TASK DIRECTIONS: From the data below, return each line in which the string "iter" is found.

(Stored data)
◇ ◇ ◇ ◇ ◇
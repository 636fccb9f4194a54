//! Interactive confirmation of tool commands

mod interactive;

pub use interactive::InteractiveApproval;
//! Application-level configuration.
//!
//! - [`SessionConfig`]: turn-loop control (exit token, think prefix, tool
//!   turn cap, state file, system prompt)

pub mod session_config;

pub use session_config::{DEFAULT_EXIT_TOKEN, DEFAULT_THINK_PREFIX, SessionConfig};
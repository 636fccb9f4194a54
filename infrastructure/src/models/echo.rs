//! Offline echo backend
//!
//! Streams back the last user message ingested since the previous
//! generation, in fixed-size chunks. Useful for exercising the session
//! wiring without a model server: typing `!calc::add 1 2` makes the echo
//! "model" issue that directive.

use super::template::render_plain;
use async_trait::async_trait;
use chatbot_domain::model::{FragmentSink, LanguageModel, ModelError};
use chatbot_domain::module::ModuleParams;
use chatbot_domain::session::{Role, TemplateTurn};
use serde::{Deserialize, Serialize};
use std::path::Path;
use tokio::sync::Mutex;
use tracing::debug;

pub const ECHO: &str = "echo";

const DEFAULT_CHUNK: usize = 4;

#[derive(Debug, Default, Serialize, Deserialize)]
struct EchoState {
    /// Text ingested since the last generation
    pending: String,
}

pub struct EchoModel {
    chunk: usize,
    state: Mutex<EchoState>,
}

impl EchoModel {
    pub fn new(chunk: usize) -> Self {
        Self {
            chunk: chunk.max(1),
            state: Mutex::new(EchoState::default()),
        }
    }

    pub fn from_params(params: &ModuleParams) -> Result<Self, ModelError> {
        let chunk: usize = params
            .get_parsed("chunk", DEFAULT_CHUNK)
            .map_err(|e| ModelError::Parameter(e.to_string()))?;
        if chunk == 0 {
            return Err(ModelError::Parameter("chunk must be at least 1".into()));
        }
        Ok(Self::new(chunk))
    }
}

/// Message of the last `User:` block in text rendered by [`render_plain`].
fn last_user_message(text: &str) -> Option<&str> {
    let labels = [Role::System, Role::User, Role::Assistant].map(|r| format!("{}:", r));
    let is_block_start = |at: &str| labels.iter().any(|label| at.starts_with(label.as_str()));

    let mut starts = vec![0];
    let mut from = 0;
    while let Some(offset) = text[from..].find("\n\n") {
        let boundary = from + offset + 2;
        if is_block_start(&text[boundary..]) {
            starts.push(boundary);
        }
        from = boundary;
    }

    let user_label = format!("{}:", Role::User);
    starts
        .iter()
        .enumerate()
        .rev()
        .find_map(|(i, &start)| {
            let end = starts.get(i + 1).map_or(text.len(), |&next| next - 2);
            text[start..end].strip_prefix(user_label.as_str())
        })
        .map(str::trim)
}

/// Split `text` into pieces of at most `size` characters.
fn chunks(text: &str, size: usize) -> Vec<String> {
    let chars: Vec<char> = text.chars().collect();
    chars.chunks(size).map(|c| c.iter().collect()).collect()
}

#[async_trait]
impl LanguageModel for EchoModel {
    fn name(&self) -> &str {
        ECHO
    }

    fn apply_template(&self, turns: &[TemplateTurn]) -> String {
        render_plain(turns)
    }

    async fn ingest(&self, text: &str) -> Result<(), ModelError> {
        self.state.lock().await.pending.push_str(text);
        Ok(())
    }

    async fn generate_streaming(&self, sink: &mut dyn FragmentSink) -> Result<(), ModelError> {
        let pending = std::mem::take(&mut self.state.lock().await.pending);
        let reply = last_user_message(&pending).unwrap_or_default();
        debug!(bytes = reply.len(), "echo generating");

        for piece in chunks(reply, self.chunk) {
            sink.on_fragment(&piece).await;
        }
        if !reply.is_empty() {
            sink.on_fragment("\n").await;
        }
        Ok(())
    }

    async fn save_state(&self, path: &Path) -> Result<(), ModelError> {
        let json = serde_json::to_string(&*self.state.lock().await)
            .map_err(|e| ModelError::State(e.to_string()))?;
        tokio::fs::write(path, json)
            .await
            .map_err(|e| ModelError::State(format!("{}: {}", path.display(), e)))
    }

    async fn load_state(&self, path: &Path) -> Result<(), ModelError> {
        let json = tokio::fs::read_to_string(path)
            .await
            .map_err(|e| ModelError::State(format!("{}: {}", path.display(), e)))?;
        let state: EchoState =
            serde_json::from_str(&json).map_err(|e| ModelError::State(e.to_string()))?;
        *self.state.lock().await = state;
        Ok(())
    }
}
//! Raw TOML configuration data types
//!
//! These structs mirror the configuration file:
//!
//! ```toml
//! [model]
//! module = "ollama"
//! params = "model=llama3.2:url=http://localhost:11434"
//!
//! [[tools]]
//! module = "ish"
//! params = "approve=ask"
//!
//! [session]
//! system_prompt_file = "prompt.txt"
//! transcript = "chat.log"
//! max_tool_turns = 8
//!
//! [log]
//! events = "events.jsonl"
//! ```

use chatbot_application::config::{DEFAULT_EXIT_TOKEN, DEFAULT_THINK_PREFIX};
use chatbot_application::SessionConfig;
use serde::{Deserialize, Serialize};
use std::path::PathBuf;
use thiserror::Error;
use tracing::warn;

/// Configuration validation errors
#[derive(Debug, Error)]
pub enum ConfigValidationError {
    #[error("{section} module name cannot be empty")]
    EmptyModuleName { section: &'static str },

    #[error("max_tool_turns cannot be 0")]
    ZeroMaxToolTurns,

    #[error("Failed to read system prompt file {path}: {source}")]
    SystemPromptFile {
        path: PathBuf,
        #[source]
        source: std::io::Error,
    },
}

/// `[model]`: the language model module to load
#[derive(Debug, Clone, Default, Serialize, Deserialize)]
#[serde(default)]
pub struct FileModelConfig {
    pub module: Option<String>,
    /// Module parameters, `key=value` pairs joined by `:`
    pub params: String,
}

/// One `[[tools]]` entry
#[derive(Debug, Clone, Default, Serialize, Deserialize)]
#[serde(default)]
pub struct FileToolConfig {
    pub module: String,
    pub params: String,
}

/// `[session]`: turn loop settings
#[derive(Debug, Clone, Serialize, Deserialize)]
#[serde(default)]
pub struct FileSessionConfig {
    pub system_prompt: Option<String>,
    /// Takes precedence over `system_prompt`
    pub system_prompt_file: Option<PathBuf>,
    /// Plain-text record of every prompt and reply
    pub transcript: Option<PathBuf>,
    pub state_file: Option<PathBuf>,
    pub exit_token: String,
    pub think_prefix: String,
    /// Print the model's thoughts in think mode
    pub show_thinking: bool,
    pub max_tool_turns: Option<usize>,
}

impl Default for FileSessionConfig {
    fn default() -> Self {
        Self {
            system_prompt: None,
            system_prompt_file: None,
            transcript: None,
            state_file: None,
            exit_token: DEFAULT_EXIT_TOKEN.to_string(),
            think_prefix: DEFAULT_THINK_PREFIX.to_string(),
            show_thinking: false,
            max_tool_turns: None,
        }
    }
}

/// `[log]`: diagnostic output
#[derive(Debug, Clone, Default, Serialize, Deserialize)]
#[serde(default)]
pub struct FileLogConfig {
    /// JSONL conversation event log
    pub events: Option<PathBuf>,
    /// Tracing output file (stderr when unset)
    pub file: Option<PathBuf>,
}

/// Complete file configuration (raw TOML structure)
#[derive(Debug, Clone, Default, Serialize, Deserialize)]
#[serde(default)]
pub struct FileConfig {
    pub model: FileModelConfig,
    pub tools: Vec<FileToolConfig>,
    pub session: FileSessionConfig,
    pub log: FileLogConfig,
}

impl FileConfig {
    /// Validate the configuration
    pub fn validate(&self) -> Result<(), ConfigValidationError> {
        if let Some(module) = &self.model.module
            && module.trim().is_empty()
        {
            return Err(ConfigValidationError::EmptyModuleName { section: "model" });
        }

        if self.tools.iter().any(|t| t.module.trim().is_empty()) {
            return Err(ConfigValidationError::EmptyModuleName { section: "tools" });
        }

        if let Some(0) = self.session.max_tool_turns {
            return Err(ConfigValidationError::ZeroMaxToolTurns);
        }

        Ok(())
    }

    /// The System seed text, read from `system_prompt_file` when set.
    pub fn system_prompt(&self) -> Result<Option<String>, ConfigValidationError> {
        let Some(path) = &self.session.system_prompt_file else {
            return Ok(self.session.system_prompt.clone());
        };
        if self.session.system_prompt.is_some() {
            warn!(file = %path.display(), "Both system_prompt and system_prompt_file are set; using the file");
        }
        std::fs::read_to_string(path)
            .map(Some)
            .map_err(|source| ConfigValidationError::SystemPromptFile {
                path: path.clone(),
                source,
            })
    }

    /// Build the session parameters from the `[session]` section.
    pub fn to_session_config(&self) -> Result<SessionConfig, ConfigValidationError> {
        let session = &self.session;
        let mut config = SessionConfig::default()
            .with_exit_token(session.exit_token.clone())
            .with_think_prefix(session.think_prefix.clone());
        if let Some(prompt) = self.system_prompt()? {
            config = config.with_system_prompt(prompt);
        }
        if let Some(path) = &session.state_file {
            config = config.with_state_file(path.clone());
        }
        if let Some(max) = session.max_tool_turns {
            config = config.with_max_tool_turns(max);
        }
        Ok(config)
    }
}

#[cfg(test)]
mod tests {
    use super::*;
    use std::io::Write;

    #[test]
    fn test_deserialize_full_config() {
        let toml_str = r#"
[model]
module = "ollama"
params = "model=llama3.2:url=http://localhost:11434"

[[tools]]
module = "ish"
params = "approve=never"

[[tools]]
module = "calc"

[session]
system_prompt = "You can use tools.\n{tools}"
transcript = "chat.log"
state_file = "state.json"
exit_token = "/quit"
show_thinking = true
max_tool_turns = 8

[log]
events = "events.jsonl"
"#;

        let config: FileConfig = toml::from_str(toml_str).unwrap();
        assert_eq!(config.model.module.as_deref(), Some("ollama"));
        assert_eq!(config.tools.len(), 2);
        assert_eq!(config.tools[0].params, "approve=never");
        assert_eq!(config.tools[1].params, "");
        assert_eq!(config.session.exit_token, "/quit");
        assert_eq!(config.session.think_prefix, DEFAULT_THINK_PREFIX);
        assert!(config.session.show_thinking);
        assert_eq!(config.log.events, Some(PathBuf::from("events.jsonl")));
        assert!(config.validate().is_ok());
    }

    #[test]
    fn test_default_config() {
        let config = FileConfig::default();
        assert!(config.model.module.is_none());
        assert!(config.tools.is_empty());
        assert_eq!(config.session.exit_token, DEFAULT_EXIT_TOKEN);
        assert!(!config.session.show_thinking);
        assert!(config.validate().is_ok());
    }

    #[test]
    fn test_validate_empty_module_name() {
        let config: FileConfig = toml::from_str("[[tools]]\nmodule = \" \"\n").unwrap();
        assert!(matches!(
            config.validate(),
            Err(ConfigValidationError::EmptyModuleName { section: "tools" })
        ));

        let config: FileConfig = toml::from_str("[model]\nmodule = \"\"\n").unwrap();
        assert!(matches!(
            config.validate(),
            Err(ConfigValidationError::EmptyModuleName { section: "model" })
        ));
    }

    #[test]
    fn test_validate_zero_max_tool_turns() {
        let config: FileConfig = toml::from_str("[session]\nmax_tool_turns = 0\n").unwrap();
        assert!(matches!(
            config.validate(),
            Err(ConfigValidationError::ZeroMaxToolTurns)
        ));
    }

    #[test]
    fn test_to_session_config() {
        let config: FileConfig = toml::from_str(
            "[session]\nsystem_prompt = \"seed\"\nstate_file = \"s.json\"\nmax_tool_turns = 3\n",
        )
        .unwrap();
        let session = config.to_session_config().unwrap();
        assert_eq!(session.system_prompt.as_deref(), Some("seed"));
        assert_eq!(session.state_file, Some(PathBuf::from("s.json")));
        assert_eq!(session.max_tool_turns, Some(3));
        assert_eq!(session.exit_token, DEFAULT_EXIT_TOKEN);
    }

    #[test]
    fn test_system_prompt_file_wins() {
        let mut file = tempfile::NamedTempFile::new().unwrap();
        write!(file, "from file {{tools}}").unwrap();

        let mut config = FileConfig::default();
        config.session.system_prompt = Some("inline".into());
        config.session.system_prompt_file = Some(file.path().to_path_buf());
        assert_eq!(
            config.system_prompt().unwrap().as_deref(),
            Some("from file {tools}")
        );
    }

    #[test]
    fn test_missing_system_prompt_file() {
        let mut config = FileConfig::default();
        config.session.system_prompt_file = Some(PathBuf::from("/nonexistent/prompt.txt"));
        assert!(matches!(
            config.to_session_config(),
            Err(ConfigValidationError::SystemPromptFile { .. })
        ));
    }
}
◇ ◇ ◇ ◇ ◇
ANSWER BOX:
    let is_block_start = |at: &str| labels.iter().any(|label| at.starts_with(label.as_str()));
        .iter()
    chars.chunks(size).map(|c| c.iter().collect()).collect()
        if self.tools.iter().any(|t| t.module.trim().is_empty()) {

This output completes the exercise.